INFORMATION SUPPLIED ::
□ □ □ □ □ □ □
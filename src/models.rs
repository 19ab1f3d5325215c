//! AAP resource records as returned by the remote service.

use chrono::{DateTime, Utc};
use serde::{Deserialize, Serialize};

/// Common view of a remote resource used by the command layer and renderer.
pub trait Resource: Serialize {
    /// Singular noun used in user-facing messages ("application").
    const NOUN: &'static str;
    /// Plural noun used in user-facing messages ("applications").
    const PLURAL: &'static str;
    /// Collection name used as the structured output key ("applications").
    const COLLECTION: &'static str;

    /// Unique identifier in its natural string form.
    fn id_string(&self) -> String;

    fn display_name(&self) -> &str;
}

#[derive(Debug, Clone, PartialEq, Eq, Serialize, Deserialize)]
pub struct Application {
    pub application_id: i64,
    pub name: String,
    pub created_at: DateTime<Utc>,
    pub updated_at: DateTime<Utc>,
}

impl Resource for Application {
    const NOUN: &'static str = "application";
    const PLURAL: &'static str = "applications";
    const COLLECTION: &'static str = "applications";

    fn id_string(&self) -> String {
        self.application_id.to_string()
    }

    fn display_name(&self) -> &str {
        &self.name
    }
}

#[derive(Debug, Clone, PartialEq, Eq, Serialize, Deserialize)]
pub struct IdentitySource {
    pub identity_source_id: String,
    pub application_id: i64,
    pub name: String,
    pub created_at: DateTime<Utc>,
    pub updated_at: DateTime<Utc>,
}

impl Resource for IdentitySource {
    const NOUN: &'static str = "identity source";
    const PLURAL: &'static str = "identity sources";
    const COLLECTION: &'static str = "identity_sources";

    fn id_string(&self) -> String {
        self.identity_source_id.clone()
    }

    fn display_name(&self) -> &str {
        &self.name
    }
}

/// An identity; `kind` is a free-form discriminator of the identity's origin
/// (e.g. "user", "role-actor").
#[derive(Debug, Clone, PartialEq, Eq, Serialize, Deserialize)]
pub struct Identity {
    pub identity_id: String,
    pub application_id: i64,
    pub identity_source_id: String,
    pub kind: String,
    pub name: String,
    pub created_at: DateTime<Utc>,
    pub updated_at: DateTime<Utc>,
}

impl Resource for Identity {
    const NOUN: &'static str = "identity";
    const PLURAL: &'static str = "identities";
    const COLLECTION: &'static str = "identities";

    fn id_string(&self) -> String {
        self.identity_id.clone()
    }

    fn display_name(&self) -> &str {
        &self.name
    }
}

#[derive(Debug, Clone, PartialEq, Eq, Serialize, Deserialize)]
pub struct Tenant {
    pub tenant_id: String,
    pub application_id: i64,
    pub name: String,
    pub created_at: DateTime<Utc>,
    pub updated_at: DateTime<Utc>,
}

impl Resource for Tenant {
    const NOUN: &'static str = "tenant";
    const PLURAL: &'static str = "tenants";
    const COLLECTION: &'static str = "tenants";

    fn id_string(&self) -> String {
        self.tenant_id.clone()
    }

    fn display_name(&self) -> &str {
        &self.name
    }
}

/// Payload for creating an application; the identifier is server-assigned.
#[derive(Debug, Clone, PartialEq, Eq, Serialize, Deserialize)]
pub struct NewApplication {
    pub name: String,
}

#[derive(Debug, Clone, PartialEq, Eq, Serialize, Deserialize)]
pub struct ApplicationUpdate {
    pub application_id: i64,
    pub name: String,
}

/// Payload for creating an identity; the identifier is server-assigned.
#[derive(Debug, Clone, PartialEq, Eq, Serialize, Deserialize)]
pub struct NewIdentity {
    pub application_id: i64,
    pub identity_source_id: String,
    pub kind: String,
    pub name: String,
}

/// Payload for creating a record that only carries a name under an application.
#[derive(Debug, Clone, PartialEq, Eq, Serialize, Deserialize)]
pub struct NewNamedRecord {
    pub application_id: i64,
    pub name: String,
}

/// Update payload: identifier plus the mutable fields.
#[derive(Debug, Clone, PartialEq, Eq, Serialize, Deserialize)]
pub struct IdentityUpdate {
    pub identity_id: String,
    pub application_id: i64,
    pub kind: String,
    pub name: String,
}

/// Rename payload shared by tenants and identity sources.
#[derive(Debug, Clone, PartialEq, Eq, Serialize, Deserialize)]
pub struct NamedRecordUpdate {
    pub id: String,
    pub application_id: i64,
    pub name: String,
}

/// Pagination and filters for list calls.
#[derive(Debug, Clone, Default, PartialEq, Eq, Serialize)]
pub struct ListQuery {
    #[serde(skip_serializing_if = "Option::is_none")]
    pub page: Option<i64>,
    #[serde(skip_serializing_if = "Option::is_none")]
    pub page_size: Option<i64>,
    #[serde(skip_serializing_if = "Option::is_none")]
    pub id: Option<String>,
    #[serde(skip_serializing_if = "Option::is_none")]
    pub name: Option<String>,
}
□ □ □ □ □ □ □
TASK PROMPT ::
Copy out the listing above, line by line and exactly, from its first line to the line holding "self.identity_source_id.clone()", inclusive.

TASK OUTPUT ::
filename src/models.rs
repository 19ab1f3d5325215c
//! AAP resource records as returned by the remote service.

use chrono::{DateTime, Utc};
use serde::{Deserialize, Serialize};

/// Common view of a remote resource used by the command layer and renderer.
pub trait Resource: Serialize {
    /// Singular noun used in user-facing messages ("application").
    const NOUN: &'static str;
    /// Plural noun used in user-facing messages ("applications").
    const PLURAL: &'static str;
    /// Collection name used as the structured output key ("applications").
    const COLLECTION: &'static str;

    /// Unique identifier in its natural string form.
    fn id_string(&self) -> String;

    fn display_name(&self) -> &str;
}

#[derive(Debug, Clone, PartialEq, Eq, Serialize, Deserialize)]
pub struct Application {
    pub application_id: i64,
    pub name: String,
    pub created_at: DateTime<Utc>,
    pub updated_at: DateTime<Utc>,
}

impl Resource for Application {
    const NOUN: &'static str = "application";
    const PLURAL: &'static str = "applications";
    const COLLECTION: &'static str = "applications";

    fn id_string(&self) -> String {
        self.application_id.to_string()
    }

    fn display_name(&self) -> &str {
        &self.name
    }
}

#[derive(Debug, Clone, PartialEq, Eq, Serialize, Deserialize)]
pub struct IdentitySource {
    pub identity_source_id: String,
    pub application_id: i64,
    pub name: String,
    pub created_at: DateTime<Utc>,
    pub updated_at: DateTime<Utc>,
}

impl Resource for IdentitySource {
    const NOUN: &'static str = "identity source";
    const PLURAL: &'static str = "identity sources";
    const COLLECTION: &'static str = "identity_sources";

    fn id_string(&self) -> String {
        self.identity_source_id.clone()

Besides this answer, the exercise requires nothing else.